## PROBLEM DETAILS
Return the listing below character for character.

## PROVIDED DATA
// Persistence: key-value backends, JSON persistence adapter, document store.

pub mod documents;
pub mod kv;
pub mod persistence;
pub mod seed;

use thiserror::Error;

#[derive(Debug, Error)]
pub enum StoreError {
    #[error("sqlite error: {0}")]
    Sqlite(#[from] rusqlite::Error),

    #[error("failed to encode `{key}`: {source}")]
    Encode {
        key: String,
        #[source]
        source: serde_json::Error,
    },

    #[error("storage unavailable: {0}")]
    Unavailable(String),

    #[error("document not found: {0}")]
    NotFound(String),
}
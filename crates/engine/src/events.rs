// Events the editor emits for the UI layer to render.

use chrono::{DateTime, Utc};
use ghostwrite_common::text::stats::TextStats;
use ghostwrite_common::types::{Notice, User};
use serde::Serialize;

#[derive(Debug, Clone, Serialize, PartialEq)]
#[serde(tag = "type", rename_all = "snake_case")]
pub enum EditorEvent {
    /// Toast-style message.
    Notice(Notice),
    /// A ghost started typing. Fire-and-forget; a matching `TypingStopped`
    /// follows unless the document is closed first.
    TypingStarted { doc_id: String, name: String, color: String },
    TypingStopped { doc_id: String, name: String },
    /// The online subset of the open document's roster changed.
    RosterChanged { doc_id: String, online: Vec<User> },
    /// The open document's content changed underneath the local user.
    ContentChanged { doc_id: String, content: String, stats: TextStats },
    Saved { doc_id: String, version: u64, at: DateTime<Utc> },
    /// The document list changed (create/delete).
    DocumentsChanged,
}

impl EditorEvent {
    pub fn notice(&self) -> Option<&Notice> {
        match self {
            Self::Notice(notice) => Some(notice),
            _ => None,
        }
    }
}
// Deadline-ordered timer queue with cancellable handles.
//
// Entries with the same deadline fire in scheduling order.

use std::collections::{BTreeMap, HashMap};
use std::time::Instant;

#[derive(Debug, Clone, Copy, PartialEq, Eq, Hash, PartialOrd, Ord)]
pub struct TimerId(u64);

pub struct TimerQueue<T> {
    entries: BTreeMap<(Instant, u64), T>,
    deadlines: HashMap<u64, Instant>,
    next_seq: u64,
}

impl<T> TimerQueue<T> {
    pub fn new() -> Self {
        Self { entries: BTreeMap::new(), deadlines: HashMap::new(), next_seq: 0 }
    }

    pub fn schedule(&mut self, at: Instant, task: T) -> TimerId {
        let seq = self.next_seq;
        self.next_seq += 1;
        self.entries.insert((at, seq), task);
        self.deadlines.insert(seq, at);
        TimerId(seq)
    }

    /// Returns `false` if the timer already fired or was cancelled.
    pub fn cancel(&mut self, id: TimerId) -> bool {
        match self.deadlines.remove(&id.0) {
            Some(at) => self.entries.remove(&(at, id.0)).is_some(),
            None => false,
        }
    }

    pub fn contains(&self, id: TimerId) -> bool {
        self.deadlines.contains_key(&id.0)
    }

    pub fn next_deadline(&self) -> Option<Instant> {
        self.entries.keys().next().map(|(at, _)| *at)
    }

    /// Remove and return the earliest timer whose deadline is at or before
    /// `now`.
    pub fn pop_due(&mut self, now: Instant) -> Option<(TimerId, Instant, T)> {
        let (&(at, seq), _) = self.entries.iter().next()?;
        if at > now {
            return None;
        }
        let task = self.entries.remove(&(at, seq))?;
        self.deadlines.remove(&seq);
        Some((TimerId(seq), at, task))
    }

    pub fn len(&self) -> usize {
        self.entries.len()
    }

    pub fn is_empty(&self) -> bool {
        self.entries.is_empty()
    }
}

impl<T> Default for TimerQueue<T> {
    fn default() -> Self {
        Self::new()
    }
}
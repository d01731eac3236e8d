// ghostwrite-common: shared types and utilities for the Ghostwrite workspace

pub mod identity;
pub mod palette;
pub mod text;
pub mod types;
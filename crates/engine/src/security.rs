// Owner-only permissions for the config directory and the document database.

use std::fs;
use std::path::Path;

use anyhow::{Context, Result};

const OWNER_ONLY_FILE_MODE: u32 = 0o600;
const OWNER_ONLY_DIR_MODE: u32 = 0o700;

pub fn ensure_owner_only_file(path: &Path) -> Result<()> {
    restrict_mode(path, OWNER_ONLY_FILE_MODE)
}

pub fn ensure_owner_only_dir(path: &Path) -> Result<()> {
    restrict_mode(path, OWNER_ONLY_DIR_MODE)
}

/// Missing paths are left alone; non-Unix platforms are a no-op.
fn restrict_mode(path: &Path, wanted: u32) -> Result<()> {
    #[cfg(unix)]
    {
        use std::os::unix::fs::PermissionsExt;

        if !path.exists() {
            return Ok(());
        }

        let metadata = fs::metadata(path)
            .with_context(|| format!("failed to read metadata for `{}`", path.display()))?;
        if metadata.permissions().mode() & 0o777 != wanted {
            fs::set_permissions(path, fs::Permissions::from_mode(wanted)).with_context(|| {
                format!("failed to set mode {wanted:o} on `{}`", path.display())
            })?;
        }
    }

    #[cfg(not(unix))]
    {
        let _ = (path, wanted);
    }

    Ok(())
}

## RESPONSE TO THE EXERCISE
// Persistence: key-value backends, JSON persistence adapter, document store.

pub mod documents;
pub mod kv;
pub mod persistence;
pub mod seed;

use thiserror::Error;

#[derive(Debug, Error)]
pub enum StoreError {
    #[error("sqlite error: {0}")]
    Sqlite(#[from] rusqlite::Error),

    #[error("failed to encode `{key}`: {source}")]
    Encode {
        key: String,
        #[source]
        source: serde_json::Error,
    },

    #[error("storage unavailable: {0}")]
    Unavailable(String),

    #[error("document not found: {0}")]
    NotFound(String),
}
filename crates/engine/src/events.rs
// Events the editor emits for the UI layer to render.

use chrono::{DateTime, Utc};
use ghostwrite_common::text::stats::TextStats;
use ghostwrite_common::types::{Notice, User};
use serde::Serialize;

#[derive(Debug, Clone, Serialize, PartialEq)]
#[serde(tag = "type", rename_all = "snake_case")]
pub enum EditorEvent {
    /// Toast-style message.
    Notice(Notice),
    /// A ghost started typing. Fire-and-forget; a matching `TypingStopped`
    /// follows unless the document is closed first.
    TypingStarted { doc_id: String, name: String, color: String },
    TypingStopped { doc_id: String, name: String },
    /// The online subset of the open document's roster changed.
    RosterChanged { doc_id: String, online: Vec<User> },
    /// The open document's content changed underneath the local user.
    ContentChanged { doc_id: String, content: String, stats: TextStats },
    Saved { doc_id: String, version: u64, at: DateTime<Utc> },
    /// The document list changed (create/delete).
    DocumentsChanged,
}

impl EditorEvent {
    pub fn notice(&self) -> Option<&Notice> {
        match self {
            Self::Notice(notice) => Some(notice),
            _ => None,
        }
    }
}
// Deadline-ordered timer queue with cancellable handles.
//
// Entries with the same deadline fire in scheduling order.

use std::collections::{BTreeMap, HashMap};
use std::time::Instant;

#[derive(Debug, Clone, Copy, PartialEq, Eq, Hash, PartialOrd, Ord)]
pub struct TimerId(u64);

pub struct TimerQueue<T> {
    entries: BTreeMap<(Instant, u64), T>,
    deadlines: HashMap<u64, Instant>,
    next_seq: u64,
}

impl<T> TimerQueue<T> {
    pub fn new() -> Self {
        Self { entries: BTreeMap::new(), deadlines: HashMap::new(), next_seq: 0 }
    }

    pub fn schedule(&mut self, at: Instant, task: T) -> TimerId {
        let seq = self.next_seq;
        self.next_seq += 1;
        self.entries.insert((at, seq), task);
        self.deadlines.insert(seq, at);
        TimerId(seq)
    }

    /// Returns `false` if the timer already fired or was cancelled.
    pub fn cancel(&mut self, id: TimerId) -> bool {
        match self.deadlines.remove(&id.0) {
            Some(at) => self.entries.remove(&(at, id.0)).is_some(),
            None => false,
        }
    }

    pub fn contains(&self, id: TimerId) -> bool {
        self.deadlines.contains_key(&id.0)
    }

    pub fn next_deadline(&self) -> Option<Instant> {
        self.entries.keys().next().map(|(at, _)| *at)
    }

    /// Remove and return the earliest timer whose deadline is at or before
    /// `now`.
    pub fn pop_due(&mut self, now: Instant) -> Option<(TimerId, Instant, T)> {
        let (&(at, seq), _) = self.entries.iter().next()?;
        if at > now {
            return None;
        }
        let task = self.entries.remove(&(at, seq))?;
        self.deadlines.remove(&seq);
        Some((TimerId(seq), at, task))
    }

    pub fn len(&self) -> usize {
        self.entries.len()
    }

    pub fn is_empty(&self) -> bool {
        self.entries.is_empty()
    }
}

impl<T> Default for TimerQueue<T> {
    fn default() -> Self {
        Self::new()
    }
}
repository d01731eac3236e8d
// ghostwrite-common: shared types and utilities for the Ghostwrite workspace

pub mod identity;
pub mod palette;
pub mod text;
pub mod types;
filename crates/engine/src/security.rs
// Owner-only permissions for the config directory and the document database.

use std::fs;
use std::path::Path;

use anyhow::{Context, Result};

const OWNER_ONLY_FILE_MODE: u32 = 0o600;
const OWNER_ONLY_DIR_MODE: u32 = 0o700;

pub fn ensure_owner_only_file(path: &Path) -> Result<()> {
    restrict_mode(path, OWNER_ONLY_FILE_MODE)
}

pub fn ensure_owner_only_dir(path: &Path) -> Result<()> {
    restrict_mode(path, OWNER_ONLY_DIR_MODE)
}

/// Missing paths are left alone; non-Unix platforms are a no-op.
fn restrict_mode(path: &Path, wanted: u32) -> Result<()> {
    #[cfg(unix)]
    {
        use std::os::unix::fs::PermissionsExt;

        if !path.exists() {
            return Ok(());
        }

        let metadata = fs::metadata(path)
            .with_context(|| format!("failed to read metadata for `{}`", path.display()))?;
        if metadata.permissions().mode() & 0o777 != wanted {
            fs::set_permissions(path, fs::Permissions::from_mode(wanted)).with_context(|| {
                format!("failed to set mode {wanted:o} on `{}`", path.display())
            })?;
        }
    }

    #[cfg(not(unix))]
    {
        let _ = (path, wanted);
    }

    Ok(())
}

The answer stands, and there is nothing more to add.